Inhibition of cMet is a promising therapeutic approach in human cancer, but few data in oesophageal cancer exist.Expression of mesenchymal-epithelial transition factor (cMet), epidermal growth factor receptor (EGFR) and phosphatase and tensin homologue (PTEN) were investigated immunohistochemically in 246 oesophageal carcinomas (128 adenocarcinomas (AC); 118 squamous cell carcinomas (SCC)) and corresponding metastases in a subset of AC (n=42). Data on phosphorylated signal transducer and activator of transcription 3 (pSTAT3) and HER2 expression and on lymphovascular invasion (LVI) of tumour cells were available from previous studies.Overexpression of cMet was seen in 44 (34.4%) of AC, and nine (7.6%) of SCC (p<0.001, Chi square test). In AC but not in SCC, cMet expression correlated with EGFR expression (p<0.001, Chi square test), pSTAT3 expression (p=0.01, Chi square tests) and LVI of tumour cells (p<0.001, Chi square test).
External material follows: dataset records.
impl ReportStore for MemReports {
    fn report_for_date(
        &self,
        date: NaiveDate,
    ) -> BoxFuture<'_, anyhow::Result<Option<DailyReport>>> {
        Box::pin(async move { Ok(self.reports.lock().expect("reports lock").get(&date).cloned()) })
    }

    fn posts_for_day(&self, date: NaiveDate) -> BoxFuture<'_, anyhow::Result<Vec<Post>>> {
        Box::pin(async move {
            Ok(self
                .posts
                .iter()
                .filter(|p| p.published_at.date_naive() == date)
                .cloned()
                .collect())
        })
    }

    fn save_report<'a>(&'a self, report: &'a DailyReport) -> BoxFuture<'a, anyhow::Result<()>> {
        Box::pin(async move {
            *self.saves.lock().expect("saves lock") += 1;
            self.reports
                .lock()
                .expect("reports lock")
                .insert(report.report_date, report.clone());
            Ok(())
        })
    }
}

// ---------------------------------------------------------------------------
// Helpers
// ---------------------------------------------------------------------------

fn raw_post(id: &str, title: &str) -> RawPost {
    RawPost {
        post_id: id.to_owned(),
        title: title.to_owned(),
        content: String::new(),
        author: "用户_1".to_owned(),
        url: format!("https://example.com/p/{id}"),
        keyword: None,
        likes: 5,
        created_at: Some(Utc::now()),
    }
}

fn scored_post(id: &str, keyword: &str, score: f64) -> Post {
    Post {
        id: id.to_owned(),
        title: format!("title {id}"),
        body: String::new(),
        author: "用户_1".to_owned(),
        source_url: format!("https://example.com/p/{id}"),
        keyword: keyword.to_owned(),
        sentiment_score: score,
        sentiment_label: SentimentLabel::from_score(score),
        like_count: 0,
        published_at: Utc::now(),
    }
}

fn keywords(list: &[&str]) -> Vec<String> {
    list.iter().map(|k| (*k).to_owned()).collect()
}
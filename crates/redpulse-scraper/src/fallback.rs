//! Synthetic post generation for degraded mode.
//!
//! When the provider is unreachable after retries, the pipeline substitutes
//! schema-valid posts built from keyword-parameterized templates, each
//! assigned a sentiment bucket by weighted draw. Fallback posts carry a
//! reserved id prefix so downstream consumers and tests can tell degraded
//! data from provider data.

use chrono::{Duration, Utc};
use rand::Rng;

use redpulse_core::{Post, SentimentLabel};

/// Reserved id prefix for synthetic posts.
pub const FALLBACK_ID_PREFIX: &str = "mock_";

/// Returns `true` if a post id belongs to a synthetic fallback post.
#[must_use]
pub fn is_fallback_id(id: &str) -> bool {
    id.starts_with(FALLBACK_ID_PREFIX)
}

/// Sentiment-bucket proportions for generated posts. `negative` is the
/// remainder after `positive` and `neutral`. The default split is 30/40/30.
#[derive(Debug, Clone, Copy)]
pub struct FallbackMix {
    pub positive: f64,
    pub neutral: f64,
}

impl Default for FallbackMix {
    fn default() -> Self {
        FallbackMix {
            positive: 0.30,
            neutral: 0.40,
        }
    }
}

enum Bucket {
    Positive,
    Neutral,
    Negative,
}

const POSITIVE_TITLES: &[&str] = &[
    "{keyword}真的太棒了！强烈推荐给大家",
    "今天使用了{keyword}，效果超级惊艳，必须安利",
    "{keyword} yyds！一生推，大家赶紧冲",
    "被{keyword}种草了，真心推荐，值得购买",
    "{keyword}是宝藏产品！完美体验，爱了爱了",
];

const NEUTRAL_TITLES: &[&str] = &[
    "今天试试{keyword}，感觉还行",
    "{keyword}使用体验一般般，凑合能用",
    "对{keyword}的感受比较复杂，有好有坏",
    "{keyword}整体还可以，没有太惊艳也没有太失望",
    "分享一下使用{keyword}的心得，见仁见智",
];

const NEGATIVE_TITLES: &[&str] = &[
    "{keyword}真的踩雷了，大家避坑",
    "不推荐{keyword}，体验很差，后悔购买",
    "{keyword}翻车现场，浪费钱，拔草",
    "吐槽一下{keyword}，太失望了，别买",
];

const POSITIVE_BODIES: &[&str] = &[
    "这个产品真的超出预期，用了之后感觉非常好！强烈推荐给大家。",
    "性价比超高，质量也很不错，值得入手！",
    "用了一段时间，效果明显，会继续回购的。",
];

const NEUTRAL_BODIES: &[&str] = &[
    "产品还可以，没有太惊艳，但也算不上差。",
    "一般般吧，中规中矩的产品。",
    "使用感受平平，无功无过。",
];

const NEGATIVE_BODIES: &[&str] = &[
    "质量太差了，用了一次就坏了，不推荐购买。",
    "完全不值这个价格，浪费钱，退货了。",
    "客服态度恶劣，产品也有问题，避坑！",
];

/// Generates `count` synthetic posts for `keyword`. Infallible; never
/// touches the network.
pub fn generate_posts(
    keyword: &str,
    count: u32,
    mix: FallbackMix,
    rng: &mut impl Rng,
) -> Vec<Post> {
    let batch_stamp = Utc::now().timestamp_millis();
    (0..count)
        .map(|i| synthesize_post(keyword, batch_stamp, i, mix, rng))
        .collect()
}

/// [`generate_posts`] with the default mix and the thread-local RNG.
pub fn generate_posts_default(keyword: &str, count: u32) -> Vec<Post> {
    generate_posts(keyword, count, FallbackMix::default(), &mut rand::rng())
}

fn synthesize_post(
    keyword: &str,
    batch_stamp: i64,
    index: u32,
    mix: FallbackMix,
    rng: &mut impl Rng,
) -> Post {
    let draw: f64 = rng.random();
    let bucket = if draw < mix.positive {
        Bucket::Positive
    } else if draw < mix.positive + mix.neutral {
        Bucket::Neutral
    } else {
        Bucket::Negative
    };

    let (titles, bodies, score) = match bucket {
        Bucket::Positive => (
            POSITIVE_TITLES,
            POSITIVE_BODIES,
            0.6 + rng.random::<f64>() * 0.4,
        ),
        Bucket::Neutral => (
            NEUTRAL_TITLES,
            NEUTRAL_BODIES,
            0.3 + rng.random::<f64>() * 0.3,
        ),
        Bucket::Negative => (NEGATIVE_TITLES, NEGATIVE_BODIES, rng.random::<f64>() * 0.3),
    };

    let title = titles[rng.random_range(0..titles.len())].replace("{keyword}", keyword);
    let body = bodies[rng.random_range(0..bodies.len())].replace("{keyword}", keyword);
    let id = format!("{FALLBACK_ID_PREFIX}{keyword}_{batch_stamp}_{index}");
    let age_secs: i64 = rng.random_range(0..7 * 24 * 3600);

    Post {
        source_url: format!("https://www.xiaohongshu.com/discovery/item/{id}"),
        id,
        title,
        body,
        author: format!("用户_{}", rng.random_range(0..10_000)),
        keyword: keyword.to_owned(),
        sentiment_score: score,
        sentiment_label: SentimentLabel::from_score(score),
        like_count: rng.random_range(0..1_000),
        published_at: Utc::now() - Duration::seconds(age_secs),
    }
}
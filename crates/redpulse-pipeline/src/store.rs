//! Deduplicated batch persistence for scored posts.

use std::time::Duration;

use futures::future::join_all;

use redpulse_core::Post;

use crate::config::PipelineConfig;
use crate::error::PipelineError;
use crate::traits::PostStore;

/// Per-call accounting from [`persist_posts`].
#[derive(Debug, Default, Clone, Copy, PartialEq, Eq)]
pub struct PersistOutcome {
    pub saved: usize,
    pub errors: usize,
    pub duplicates: usize,
}

/// Persists `posts`, skipping ids already in storage.
///
/// The dedup query runs once up front; a failure there aborts the whole
/// call. Remaining posts are written in batches of `cfg.batch_size`, all
/// writes within a batch issued concurrently and counted independently, so a
/// failed write never blocks or rolls back its siblings. Each write retries
/// with linear backoff (`write_retry_base_ms × attempt`) before counting as
/// an error.
///
/// # Errors
///
/// Returns [`PipelineError::Storage`] only if the dedup query fails.
pub async fn persist_posts(
    store: &dyn PostStore,
    posts: &[Post],
    cfg: &PipelineConfig,
) -> Result<PersistOutcome, PipelineError> {
    if posts.is_empty() {
        return Ok(PersistOutcome::default());
    }

    let ids: Vec<String> = posts.iter().map(|p| p.id.clone()).collect();
    let existing = store
        .existing_post_ids(&ids)
        .await
        .map_err(PipelineError::Storage)?;

    let fresh: Vec<&Post> = posts.iter().filter(|p| !existing.contains(&p.id)).collect();
    let duplicates = posts.len() - fresh.len();

    let mut saved = 0usize;
    let mut errors = 0usize;
    for batch in fresh.chunks(cfg.batch_size.max(1)) {
        let writes = batch
            .iter()
            .map(|post| write_with_retry(store, post, cfg.write_max_attempts, cfg.write_retry_base_ms));
        for (post, result) in batch.iter().zip(join_all(writes).await) {
            match result {
                Ok(()) => saved += 1,
                Err(err) => {
                    errors += 1;
                    tracing::warn!(post_id = %post.id, error = %err, "post write failed after retries");
                }
            }
        }
    }

    tracing::info!(saved, errors, duplicates, "post batch persisted");
    Ok(PersistOutcome {
        saved,
        errors,
        duplicates,
    })
}

async fn write_with_retry(
    store: &dyn PostStore,
    post: &Post,
    max_attempts: u32,
    base_ms: u64,
) -> anyhow::Result<()> {
    let max_attempts = max_attempts.max(1);
    let mut attempt = 1u32;
    loop {
        match store.upsert_post(post).await {
            Ok(()) => return Ok(()),
            Err(err) if attempt >= max_attempts => return Err(err),
            Err(err) => {
                let delay_ms = base_ms.saturating_mul(u64::from(attempt));
                tracing::warn!(
                    post_id = %post.id,
                    attempt,
                    delay_ms,
                    error = %err,
                    "post write failed, retrying"
                );
                tokio::time::sleep(Duration::from_millis(delay_ms)).await;
                attempt += 1;
            }
        }
    }
}
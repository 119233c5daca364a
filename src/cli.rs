//! `clap`-derived CLI for the display client binary, per spec.md §6.3.

use std::path::PathBuf;

use clap::Parser;

/// Window geometry, parsed from `WxH`.
#[derive(Debug, Clone, Copy, PartialEq, Eq)]
pub struct Geometry {
    /// Width, pixels.
    pub width: u32,
    /// Height, pixels.
    pub height: u32,
}

impl Default for Geometry {
    fn default() -> Self {
        Geometry {
            width: 1920,
            height: 1000,
        }
    }
}

impl std::str::FromStr for Geometry {
    type Err = String;

    fn from_str(s: &str) -> Result<Self, Self::Err> {
        let (w, h) = s
            .split_once('x')
            .or_else(|| s.split_once('X'))
            .ok_or_else(|| format!("geometry `{s}` is not in WxH form"))?;
        let width: u32 = w
            .parse()
            .map_err(|_| format!("geometry `{s}` has a non-numeric width"))?;
        let height: u32 = h
            .parse()
            .map_err(|_| format!("geometry `{s}` has a non-numeric height"))?;
        Ok(Geometry { width, height })
    }
}

/// `fusor_display` command line, per spec.md §6.3.
#[derive(Debug, Parser)]
#[command(name = "fusor_display", version, about = "Live/playback display client for the fusor telemetry engine")]
pub struct Cli {
    /// Window geometry, `WxH` (default 1920x1000).
    #[arg(short = 'g', long = "geometry", default_value = "1920x1000")]
    pub geometry: Geometry,

    /// Server host (or host:port) to connect to in LIVE mode.
    #[arg(short = 's', long = "server")]
    pub server: Option<String>,

    /// Playback mode: read an existing log file instead of connecting live.
    #[arg(short = 'p', long = "playback")]
    pub playback: Option<PathBuf>,

    /// Disable this client's local camera splice.
    #[arg(short = 'x', long = "no-camera")]
    pub no_camera: bool,

    /// Generate a synthetic test file of the given duration, seconds,
    /// instead of running the display.
    #[arg(short = 't', long = "test-file-secs")]
    pub test_file_secs: Option<u64>,

    /// Output filename for LIVE mode (the file LIVE records are
    /// mirrored into locally).
    pub output: Option<PathBuf>,
}

impl Cli {
    /// Whether this invocation is LIVE (connects to a server) rather
    /// than pure PLAYBACK.
    pub fn is_live(&self) -> bool {
        self.playback.is_none()
    }
}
Overexpression of cMet was associated with shorter disease free, disease specific and overall survival of AC patients (p<0.05, Cox regression, respectively). All cMet positive ACs in which metastases were investigated had also cMet positive lymph node and distant metastases, but 25% of cMet negative primary tumours showed cMet positive lymph node and 33% distant metastases.CMet plays no relevant role in most oesophageal SCC. In contrast, cMet overexpression seems to be a key oncogene in about 35% of oesophageal AC, representing a highly promising therapeutic target and prognostic factor.